■ THE PROBLEM: What lines of the material below include the string "unexpected"? Copy all of them.

■ DATA PROVIDED:
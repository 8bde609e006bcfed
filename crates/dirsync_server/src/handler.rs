//! Connection handling: authentication, folder claims and dispatch.

use crate::config::ServerConfig;
use crate::error::{ServerError, ServerResult};
use crate::policy::policy_for;
use crate::session::{run_backup, run_restore, run_two_way, Session};
use crate::settings::{BackupFolder, SettingsProvider};
use dirsync_engine::{collect_file_list, MessageTransport, SyncError, TransferStats};
use dirsync_protocol::{
    now, BackupType, ConnectMessage, ConnectResponseMessage, Timestamp, WireMessage,
};
use parking_lot::Mutex;
use std::collections::HashMap;
use std::path::PathBuf;
use std::sync::Arc;
use tracing::{info, warn};

/// A session currently working on a folder.
#[derive(Debug, Clone, PartialEq, Eq)]
pub struct ActiveSession {
    /// Authenticated user.
    pub username: String,
    /// Virtual folder name.
    pub folder: String,
    /// Folder backup type.
    pub backup_type: BackupType,
    /// When the session was accepted.
    pub started: Timestamp,
}

/// State shared by all connections.
pub struct HandlerContext {
    /// Server configuration.
    pub config: ServerConfig,
    settings: Arc<dyn SettingsProvider>,
    /// Folder root -> session working on it.
    running: Mutex<HashMap<PathBuf, ActiveSession>>,
}

impl HandlerContext {
    /// Creates a new handler context.
    pub fn new(config: ServerConfig, settings: Arc<dyn SettingsProvider>) -> Self {
        Self {
            config,
            settings,
            running: Mutex::new(HashMap::new()),
        }
    }

    /// Sessions currently holding a folder.
    pub fn active_sessions(&self) -> Vec<ActiveSession> {
        self.running.lock().values().cloned().collect()
    }

    /// Claims a folder root for one session. `None` if another session
    /// holds it.
    fn claim(&self, root: PathBuf, session: ActiveSession) -> Option<FolderClaim<'_>> {
        let mut running = self.running.lock();
        if running.contains_key(&root) {
            return None;
        }
        running.insert(root.clone(), session);
        Some(FolderClaim {
            running: &self.running,
            root,
        })
    }
}

/// Releases a folder root when dropped.
struct FolderClaim<'a> {
    running: &'a Mutex<HashMap<PathBuf, ActiveSession>>,
    root: PathBuf,
}

impl Drop for FolderClaim<'_> {
    fn drop(&mut self) {
        self.running.lock().remove(&self.root);
    }
}

/// Runs sessions against the shared context.
pub struct RequestHandler {
    context: Arc<HandlerContext>,
}

impl RequestHandler {
    /// Creates a new request handler.
    pub fn new(context: Arc<HandlerContext>) -> Self {
        Self { context }
    }

    /// Runs one session to completion.
    ///
    /// Failures are reported to the client as an `Error` message before
    /// being returned, unless the connection is already gone.
    pub fn handle<T: MessageTransport + ?Sized>(&self, transport: &mut T) -> ServerResult<TransferStats> {
        let result = self.run(transport);
        if let Err(err) = &result {
            warn!(error = %err, code = err.wire_code(), "session failed");
            if !err.is_disconnect() {
                let report = WireMessage::error(err.wire_code(), err.to_string());
                if let Err(send_err) = transport.send_message(&report) {
                    warn!(error = %send_err, "could not report failure to client");
                }
            }
        }
        result
    }

    fn run<T: MessageTransport + ?Sized>(&self, transport: &mut T) -> ServerResult<TransferStats> {
        let connect = match transport.receive_message()? {
            WireMessage::Connect(connect) => connect,
            other => {
                return Err(ServerError::InvalidRequest(format!(
                    "expected Connect, got {}",
                    other.message_type()
                )))
            }
        };
        let folder = self.authorize(&connect)?;
        let _claim = self
            .context
            .claim(
                folder.real_path.clone(),
                ActiveSession {
                    username: connect.username.clone(),
                    folder: folder.virtual_name.clone(),
                    backup_type: folder.backup_type,
                    started: now(),
                },
            )
            .ok_or_else(|| ServerError::FolderBusy(folder.virtual_name.clone()))?;

        let config = &self.context.config;
        let packet_size = config.negotiate_packet_size(connect.max_packet_size);
        let response = ConnectResponseMessage::accepted(
            packet_size,
            config.negotiate_connections(connect.max_connections),
            folder.backup_type,
        );
        transport.send_message(&response.into())?;

        let session = Session {
            root: folder.real_path.clone(),
            block_size: usize::try_from(packet_size).unwrap_or(1).max(1),
            dry_run: config.dry_run || connect.dry_run,
        };
        info!(
            user = %connect.username,
            folder = %folder.virtual_name,
            backup_type = %folder.backup_type,
            dry_run = session.dry_run,
            "session accepted"
        );

        let stats = if folder.backup_type == BackupType::TwoWaySync {
            run_two_way(transport, &session)?
        } else {
            let policy = policy_for(folder.backup_type)?;
            let list = match transport.receive_reply()? {
                WireMessage::FileList(first) => collect_file_list(transport, first)?,
                other => return Err(SyncError::unexpected("FileList", other.message_type()).into()),
            };
            if list.is_backup {
                run_backup(transport, &session, policy.as_ref(), list)?
            } else {
                run_restore(transport, &session, policy.as_ref(), list)?
            }
        };
        info!(
            folder = %folder.virtual_name,
            transferred = stats.files_transferred,
            deleted = stats.files_deleted,
            conflicts = stats.conflicts,
            "session finished"
        );
        Ok(stats)
    }

    /// Checks credentials, folder access and backup type.
    fn authorize(&self, connect: &ConnectMessage) -> ServerResult<BackupFolder> {
        let settings = &self.context.settings;
        let user = settings
            .authenticate(&connect.username, &connect.password)
            .ok_or_else(|| ServerError::AuthenticationFailed(connect.username.clone()))?;
        let folder = settings
            .user_folder(user.id, &connect.target_folder)
            .ok_or_else(|| ServerError::AccessDenied(connect.target_folder.clone()))?;

        if folder.backup_type == BackupType::None {
            return Err(ServerError::UnsupportedBackupType(BackupType::None));
        }
        let wants_two_way = connect.backup_type == BackupType::TwoWaySync;
        let is_two_way = folder.backup_type == BackupType::TwoWaySync;
        if connect.backup_type != BackupType::None && wants_two_way != is_two_way {
            return Err(ServerError::UnsupportedBackupType(connect.backup_type));
        }
        Ok(folder)
    }
}
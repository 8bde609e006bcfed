//! # dirsync Protocol
//!
//! Wire messages and text records for dirsync.
//!
//! This crate provides:
//! - [`WireMessage`], the closed set of protocol messages, keyed by
//!   two-character [`MessageType`] codes
//! - Length-prefixed framing ([`encode_frame`], [`decode_frame`])
//! - [`FileInfo`] catalogue lines and [`LogEntry`] operation log lines
//! - [`BackupType`] policy codes
//!
//! This is a pure protocol crate with no network I/O.

#![deny(unsafe_code)]
#![warn(missing_docs)]

mod backup_type;
mod error;
mod file_info;
mod frame;
mod log_entry;
mod message_type;
mod messages;
mod time;

pub use backup_type::BackupType;
pub use error::{ProtocolError, ProtocolResult};
pub use file_info::{relative_path, uniform_path, FileInfo};
pub use frame::{
    decode_frame, encode_frame, frame_length, max_frame_len, FRAME_HEADER_LEN, FRAME_OVERHEAD,
    MIN_FRAME_LEN,
};
pub use log_entry::{LogEntry, Operation};
pub use message_type::MessageType;
pub use messages::{
    error_codes, ConnectMessage, ConnectResponseMessage, ErrorMessage, FileDataMessage,
    FileDescriptorAckMessage, FileDescriptorMessage, FileEndAckMessage, FileEndMessage,
    FileListMessage, FileListResponseMessage, FileSyncMessage, StatusAck, SyncEndMessage,
    WireMessage,
};
pub use time::{
    format_timestamp, from_system_time, now, parse_timestamp, to_system_time, Timestamp,
    TIMESTAMP_FORMAT,
};

/// Default data block size: 1 MiB.
pub const DEFAULT_MAX_PACKET_SIZE: i32 = 1024 * 1024;
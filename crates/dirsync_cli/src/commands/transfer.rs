//! Backup, restore and sync commands.

use dirsync_engine::{ClientConfig, SyncClient, TransferStats};
use dirsync_protocol::BackupType;
use std::path::Path;

/// Connection options shared by the client commands.
#[derive(Debug, Clone)]
pub struct Remote {
    /// Server address, `host:port`.
    pub server: String,
    /// User name.
    pub user: String,
    /// Password.
    pub password: String,
    /// Virtual folder on the server.
    pub folder: String,
    /// Acknowledge everything, write nothing.
    pub dry_run: bool,
}

impl Remote {
    fn client(&self, backup_type: BackupType) -> SyncClient {
        SyncClient::new(
            ClientConfig::new(&self.server, &self.user, &self.password, &self.folder)
                .with_backup_type(backup_type)
                .with_dry_run(self.dry_run),
        )
    }
}

/// Uploads `source` into the remote folder.
pub fn backup(remote: &Remote, source: &Path) -> Result<(), Box<dyn std::error::Error>> {
    // The server applies the folder's own policy.
    let stats = remote.client(BackupType::None).backup(source)?;
    report("Backup", remote, &stats);
    Ok(())
}

/// Downloads the remote folder into `target`.
pub fn restore(remote: &Remote, target: &Path) -> Result<(), Box<dyn std::error::Error>> {
    let stats = remote.client(BackupType::None).restore(target)?;
    report("Restore", remote, &stats);
    Ok(())
}

/// Reconciles `root` with a two-way folder.
pub fn sync(remote: &Remote, root: &Path) -> Result<(), Box<dyn std::error::Error>> {
    let stats = remote.client(BackupType::TwoWaySync).sync(root)?;
    report("Sync", remote, &stats);
    if stats.conflicts > 0 {
        println!("  See {} for details", root.join(dirsync_engine::CONFLICTS).display());
    }
    Ok(())
}

fn report(what: &str, remote: &Remote, stats: &TransferStats) {
    if remote.dry_run {
        println!("{what} of '{}' (dry run, nothing written):", remote.folder);
    } else {
        println!("{what} of '{}':", remote.folder);
    }
    println!("  Files transferred: {}", stats.files_transferred);
    println!("  Files deleted:     {}", stats.files_deleted);
    println!("  Conflicts:         {}", stats.conflicts);
}
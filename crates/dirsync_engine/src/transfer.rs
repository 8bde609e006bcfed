//! Block-wise file transfer over a [`MessageTransport`].
//!
//! Sender and receiver exchange, per file:
//!
//! ```text
//! FD ->          <- FA (ready)
//! FT #0 ->       <- DA
//! ...
//! FT #n-1 ->     <- DA
//! FE ->          <- EA
//! ```
//!
//! An empty file is one empty block. The receiver writes into a partial file
//! next to the target and renames it into place on `FE`, then restores the
//! modification time carried by the file info.

use crate::changelog::is_state_file;
use crate::error::{SyncError, SyncResult};
use crate::scan::has_line_break;
use crate::transport::MessageTransport;
use dirsync_protocol::{
    to_system_time, FileDataMessage, FileDescriptorAckMessage, FileDescriptorMessage,
    FileEndAckMessage, FileEndMessage, FileInfo, WireMessage,
};
use std::fs::{self, File};
use std::io::{self, Read, Write};
use std::path::{Component, Path, PathBuf};
use tracing::{debug, warn};

/// Suffix of files being received.
pub const PARTIAL_SUFFIX: &str = ".dirsync-part";

/// Joins a peer-supplied relative path onto `root`.
///
/// Absolute paths, `..` components, the root's state files and partial
/// files are rejected.
pub fn resolve_path(root: &Path, relative_path: &str) -> SyncResult<PathBuf> {
    let invalid = || SyncError::InvalidPath {
        path: relative_path.to_string(),
    };
    let mut resolved = root.to_path_buf();
    let mut parts = Vec::new();
    for component in Path::new(relative_path).components() {
        match component {
            Component::Normal(part) => {
                resolved.push(part);
                parts.push(part.to_string_lossy());
            }
            Component::CurDir => {}
            _ => return Err(invalid()),
        }
    }
    let normalized = parts.join("/");
    if normalized.is_empty()
        || is_state_file(&normalized)
        || normalized.ends_with(PARTIAL_SUFFIX)
        || has_line_break(&normalized)
    {
        return Err(invalid());
    }
    Ok(resolved)
}

/// Answers a `FileDescriptor` with a refusal; the sender skips the file.
pub fn decline_file<T: MessageTransport + ?Sized>(
    transport: &mut T,
    relative_path: &str,
    reason: &str,
) -> SyncResult<()> {
    warn!(path = %relative_path, reason, "declined incoming file");
    transport.send_message(&FileDescriptorAckMessage::refused(relative_path, reason).into())
}

fn block_count(size: u64, block_size: usize) -> i32 {
    let blocks = size.div_ceil(block_size.max(1) as u64).max(1);
    i32::try_from(blocks).unwrap_or(i32::MAX)
}

/// Sends one file. Returns `false` if the receiver declined it.
///
/// `file` names the file on the wire; `source` is where its bytes live.
pub fn send_file<T: MessageTransport + ?Sized>(
    transport: &mut T,
    source: &Path,
    file: &FileInfo,
    block_size: usize,
) -> SyncResult<bool> {
    let path = file.relative_path.clone();
    let mut reader = File::open(source)?;
    let size = reader.metadata()?.len();
    let mut info = file.clone();
    info.size = size;

    transport.send_message(&FileDescriptorMessage { file: info.clone() }.into())?;
    match transport.receive_reply()? {
        WireMessage::FileDescriptorAck(ack) if ack.ready => {}
        WireMessage::FileDescriptorAck(ack) => {
            warn!(
                path = %path,
                reason = ack.error_message.as_deref().unwrap_or(""),
                "receiver declined file"
            );
            return Ok(false);
        }
        other => return Err(SyncError::unexpected("FileDescriptorAck", other.message_type())),
    }

    let block_size = block_size.max(1);
    let total_blocks = block_count(size, block_size);
    let mut block = vec![0u8; block_size];
    for block_number in 0..total_blocks {
        let filled = read_block(&mut reader, &mut block)?;
        transport.send_message(
            &FileDataMessage {
                relative_path: path.clone(),
                block_number,
                total_blocks,
                data: block[..filled].to_vec(),
            }
            .into(),
        )?;
        match transport.receive_reply()? {
            WireMessage::FileDataAck => {}
            other => return Err(SyncError::unexpected("FileDataAck", other.message_type())),
        }
    }

    transport.send_message(
        &FileEndMessage {
            relative_path: path.clone(),
            file: Some(info),
        }
        .into(),
    )?;
    match transport.receive_reply()? {
        WireMessage::FileEndAck(ack) if ack.success => {
            debug!(path = %path, size, blocks = total_blocks, "file sent");
            Ok(true)
        }
        WireMessage::FileEndAck(ack) => Err(SyncError::transfer(
            path,
            ack.error_message.unwrap_or_default(),
        )),
        other => Err(SyncError::unexpected("FileEndAck", other.message_type())),
    }
}

/// Fills `block` as far as the file allows.
fn read_block(reader: &mut File, block: &mut [u8]) -> io::Result<usize> {
    let mut filled = 0;
    while filled < block.len() {
        match reader.read(&mut block[filled..]) {
            Ok(0) => break,
            Ok(n) => filled += n,
            Err(err) if err.kind() == io::ErrorKind::Interrupted => {}
            Err(err) => return Err(err),
        }
    }
    Ok(filled)
}

/// Where and how a received file is stored.
#[derive(Debug, Clone)]
pub struct ReceiveTarget {
    /// Final location of the file.
    pub path: PathBuf,
    /// Acknowledge everything, write nothing.
    pub dry_run: bool,
}

impl ReceiveTarget {
    /// Stores the file at `path`.
    pub fn new(path: impl Into<PathBuf>) -> Self {
        Self {
            path: path.into(),
            dry_run: false,
        }
    }

    /// Enables or disables dry-run.
    pub fn with_dry_run(mut self, dry_run: bool) -> Self {
        self.dry_run = dry_run;
        self
    }

    fn partial_path(&self) -> PathBuf {
        let mut name = self
            .path
            .file_name()
            .map(|n| n.to_os_string())
            .unwrap_or_default();
        name.push(PARTIAL_SUFFIX);
        self.path.with_file_name(name)
    }
}

/// Receives one file after its `FileDescriptor` has been read.
///
/// Returns the final metadata when the file was stored (or would have been,
/// in dry-run), `None` when the receiver could not open the target and
/// declined it. A write failure after acceptance is reported to the sender
/// in `FileEndAck` and returned as [`SyncError::Transfer`].
pub fn receive_file<T: MessageTransport + ?Sized>(
    transport: &mut T,
    descriptor: &FileInfo,
    target: &ReceiveTarget,
) -> SyncResult<Option<FileInfo>> {
    let path = descriptor.relative_path.clone();
    let partial = target.partial_path();

    let mut writer = if target.dry_run {
        None
    } else {
        match open_partial(&partial) {
            Ok(file) => Some(file),
            Err(err) => {
                warn!(path = %path, error = %err, "cannot open target");
                transport.send_message(
                    &FileDescriptorAckMessage::refused(path, err.to_string()).into(),
                )?;
                return Ok(None);
            }
        }
    };
    transport.send_message(&FileDescriptorAckMessage::ready(path.clone()).into())?;

    let mut failure: Option<io::Error> = None;
    let end = loop {
        match transport.receive_reply()? {
            WireMessage::FileData(block) if block.relative_path == path => {
                if failure.is_none() {
                    if let Some(file) = writer.as_mut() {
                        failure = file.write_all(&block.data).err();
                    }
                }
                transport.send_message(&WireMessage::FileDataAck)?;
            }
            WireMessage::FileEnd(end) if end.relative_path == path => break end,
            other => {
                discard_partial(&partial, writer.is_some());
                return Err(SyncError::unexpected(
                    format!("FileData or FileEnd for {path}"),
                    other.message_type(),
                ));
            }
        }
    };

    let info = end.file.unwrap_or_else(|| descriptor.clone());
    let outcome = match (writer, failure) {
        (_, Some(err)) => Err(err),
        (Some(file), None) => finish(file, &partial, &target.path, &info),
        (None, None) => Ok(()),
    };

    match outcome {
        Ok(()) => {
            transport.send_message(&FileEndAckMessage::ok(path.clone()).into())?;
            debug!(path = %path, size = info.size, dry_run = target.dry_run, "file received");
            Ok(Some(info))
        }
        Err(err) => {
            discard_partial(&partial, true);
            transport.send_message(&FileEndAckMessage::failed(path.clone(), err.to_string()).into())?;
            Err(SyncError::transfer(path, err.to_string()))
        }
    }
}

fn open_partial(partial: &Path) -> io::Result<File> {
    if let Some(parent) = partial.parent() {
        fs::create_dir_all(parent)?;
    }
    File::create(partial)
}

fn finish(mut file: File, partial: &Path, target: &Path, info: &FileInfo) -> io::Result<()> {
    file.flush()?;
    file.set_modified(to_system_time(&info.modification_time))?;
    file.sync_all()?;
    drop(file);
    fs::rename(partial, target)
}

fn discard_partial(partial: &Path, exists: bool) {
    if exists {
        if let Err(err) = fs::remove_file(partial) {
            warn!(path = %partial.display(), error = %err, "cannot remove partial file");
        }
    }
}

/// Deletes one file under `root`. Returns whether something was removed.
///
/// In dry-run, reports whether the file exists without touching it.
pub fn delete_file(root: &Path, relative_path: &str, dry_run: bool) -> SyncResult<bool> {
    let path = resolve_path(root, relative_path)?;
    if dry_run {
        return Ok(path.is_file());
    }
    match fs::remove_file(&path) {
        Ok(()) => {
            debug!(path = %relative_path, "deleted");
            Ok(true)
        }
        Err(err) if err.kind() == io::ErrorKind::NotFound => Ok(false),
        Err(err) => Err(err.into()),
    }
}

■ TASK RESULT:
                other => return Err(SyncError::unexpected("FileList", other.message_type()).into()),
        other => return Err(SyncError::unexpected("FileDescriptorAck", other.message_type())),
            other => return Err(SyncError::unexpected("FileDataAck", other.message_type())),
        other => Err(SyncError::unexpected("FileEndAck", other.message_type())),
                return Err(SyncError::unexpected(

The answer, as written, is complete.